Here, the prejudgment interest rate that the district court awarded in accordance with 26 U.S.C. § 6621 differs from the postjudgment rate that the Van Asdales are entitled to on their back wages. The Secretary has advised us that “[t]here is no compelling need to ensure that prejudgment and postjudgment interest awards are always calculated in the same manner,” and that “to hold otherwise would hinder district courts' exercise of discretion.” Thus, we need not resolve in this case whether prejudgment interest and postjudgment interest awards in Sarbanes–Oxley cases must be based on the same interest rate. Because IGT failed to raise this issue before the district court, we will not revisit the prejudgment interest award that we affirmed in Van Asdale II.
In sum, we hold that the Van Asdales are entitled to postjudgment interest at the rate established in 28 U.S.C. § 1961. We grant the Van Asdales' motion for attorneys fees on appeal and refer this matter to the Appellate Commissioner to determine the amount of such fees, as well as the amount of postjudgment interest.5
The Van Asdales' motion for fees and postjudgment interest is
1. By regulation, the Department of Labor has provided that “[t]he rate of interest provided in section 6621 of the Internal Revenue Code shall be sought for backwages recovered in litigation by the Department.” 29 C.F.R. § 20.58(a). Section 6621 establishes the underpayment rate as “the sum of—(A) the Federal short-term rate determined under subsection (b), plus (B) 3 percentage points.”

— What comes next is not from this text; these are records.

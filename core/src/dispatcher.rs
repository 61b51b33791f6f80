//! Command dispatch
//!
//! Maps each typed [`BridgeCommand`] onto exactly one scanning engine call and
//! produces exactly one [`CommandResult`].

use crate::channel::MethodHandler;
use crate::command::{BridgeCommand, Command, CommandResult};
use crate::engine::ScanningEngine;
use crate::scan_period::ScanPeriodConfig;
use std::sync::Arc;

pub const STARTED_MESSAGE: &str = "Started scanning Beacons.";
pub const STOPPED_MESSAGE: &str = "Stopped scanning Beacons.";
pub const SCAN_PERIOD_UPDATED_MESSAGE: &str = "setForegroundScanPeriod updated.";

pub struct CommandDispatcher {
    engine: Arc<dyn ScanningEngine>,
}

impl CommandDispatcher {
    pub fn new(engine: Arc<dyn ScanningEngine>) -> Self {
        Self { engine }
    }

    pub fn engine(&self) -> Arc<dyn ScanningEngine> {
        self.engine.clone()
    }

    pub fn dispatch(&self, command: &Command) -> CommandResult {
        let parsed = match BridgeCommand::parse(command) {
            Ok(parsed) => parsed,
            Err(err) => {
                tracing::warn!("Rejected {}: {}", command.name, err);
                return err.into();
            }
        };

        tracing::debug!("Dispatching {}", command.name);

        match parsed {
            BridgeCommand::StartMonitoring => {
                self.engine.start_scanning();
                tracing::info!("Beacon scanning started");
                CommandResult::success(STARTED_MESSAGE)
            }
            BridgeCommand::StopMonitoring => {
                self.engine.stop_monitoring_beacons();
                tracing::info!("Beacon scanning stopped");
                CommandResult::success(STOPPED_MESSAGE)
            }
            BridgeCommand::AddRegion(descriptor) => self.engine.add_region(&descriptor),
            BridgeCommand::ClearRegions(descriptor) => self.engine.clear_regions(&descriptor),
            BridgeCommand::AddBeaconLayout { layout } => {
                self.engine.add_beacon_layout(&layout);
                tracing::info!("Beacon layout added: {}", layout);
                CommandResult::success(format!("Beacon layout added: {}", layout))
            }
            BridgeCommand::SetForegroundScanPeriod {
                foreground_scan_period,
                foreground_between_scan_period,
            } => {
                let periods = ScanPeriodConfig::from_requested(
                    foreground_scan_period,
                    foreground_between_scan_period,
                );
                self.engine
                    .set_foreground_scan_period(periods.foreground(), periods.between());
                tracing::info!(
                    "Foreground scan period {}ms, between {}ms",
                    periods.foreground_scan_period_ms,
                    periods.foreground_between_scan_period_ms
                );
                CommandResult::success(SCAN_PERIOD_UPDATED_MESSAGE)
            }
            BridgeCommand::Unknown(name) => {
                tracing::warn!("Method not implemented: {}", name);
                CommandResult::NotImplemented
            }
        }
    }
}

impl MethodHandler for CommandDispatcher {
    fn on_method_call(&self, command: &Command) -> CommandResult {
        self.dispatch(command)
    }
}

2. Under 28 U.S.C. § 1961(a), “[i]nterest shall be allowed on any money judgment in a civil case recovered in a district court.” The “interest shall be calculated from the date of the entry of the judgment, at a rate equal to the weekly average 1–year constant maturity Treasury yield.”
3. While the Secretary's response was pending, IGT filed a motion to recall the mandate, arguing that the district court's prejudgment interest award would be erroneous if the Secretary opined that 26 U.S.C. § 6621 does not apply to prejudgment interest. Because of the unusual circumstances in this case, we granted the motion and recalled the mandate in Van Asdale II. See Zipfel v. Halliburton Co., 861 F.2d 565, 567 (9th Cir.1988) (explaining that this court's “discretion should be employed to recall a mandate only when good cause or unusual circumstances exist”).
4. Section 1961 does not apply to “any judgment of any court with respect to any internal revenue tax case.” 28 U.S.C. § 1961(c)(1). By its terms, § 1961 also does not apply to review of administrative agency determinations by a court of appeals. See Hobbs v. Dir., Office of Workers Comp. Programs, 820 F.2d 1528, 1531 (9th Cir.1987).
5. The Appellate Commissioner shall consider the Van Asdales' Motion for Fees and Postjudgment interest filed on October 9, 2013, and their Supplement to Motion for Fees and Postjudgment interest dated filed on June 5, 2014.